» Goal of the exercise
The entries that follow include a run beginning at the line with "impl RowReadable for" and ending at the line with "token: Token::from_parts(TableId::MethodDebugInformation as"; restate that run word for word and leave the rest out.

:: Excerpted data ::

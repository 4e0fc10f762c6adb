//! Portable PDB `MethodDebugInformation` table (0x31) rows.
//!
//! Row `n` describes `MethodDef` row `n`: its document and its sequence points blob.

use crate::{
    file::io::read_le_at_dyn,
    metadata::{
        tables::{RowReadable, TableId, TableInfoRef},
        token::Token,
    },
    Result,
};

/// A raw Portable PDB `MethodDebugInformation` row (0x31).
///
/// The table runs parallel to the `MethodDef` table of the module: row `n` describes method
/// `0x06000000 | n`.
#[derive(Debug, Clone, PartialEq)]
pub struct MethodDebugInformationRaw {
    /// 1-based row index
    pub rid: u32,
    /// Metadata token of the row
    pub token: Token,
    /// `Document` row holding all sequence points, 0 if the method spans several documents
    pub document: u32,
    /// `#Blob` index of the sequence points, 0 if the method has none
    pub sequence_points: u32,
}

impl MethodDebugInformationRaw {
    /// The token of the method this row describes
    #[must_use]
    pub fn method_token(&self) -> Token {
        Token::from_parts(TableId::MethodDef as u8, self.rid)
    }
}

impl RowReadable for MethodDebugInformationRaw {
    const TABLE_ID: TableId = TableId::MethodDebugInformation;

    fn row_read(data: &[u8], offset: &mut usize, rid: u32, sizes: &TableInfoRef) -> Result<Self> {
        Ok(MethodDebugInformationRaw {
            rid,
            token: Token::from_parts(TableId::MethodDebugInformation as u8, rid),
            document: read_le_at_dyn(data, offset, sizes.is_large(TableId::Document))?,
            sequence_points: read_le_at_dyn(data, offset, sizes.is_large_blob())?,
        })
    }

    #[rustfmt::skip]
    fn row_size(sizes: &TableInfoRef) -> u32 {
        u32::from(
            /* document */        sizes.table_index_bytes(TableId::Document) +
            /* sequence_points */ sizes.blob_bytes()
        )
    }
}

:::

» Task solution
impl RowReadable for MethodDebugInformationRaw {
    const TABLE_ID: TableId = TableId::MethodDebugInformation;

    fn row_read(data: &[u8], offset: &mut usize, rid: u32, sizes: &TableInfoRef) -> Result<Self> {
        Ok(MethodDebugInformationRaw {
            rid,
            token: Token::from_parts(TableId::MethodDebugInformation as u8, rid),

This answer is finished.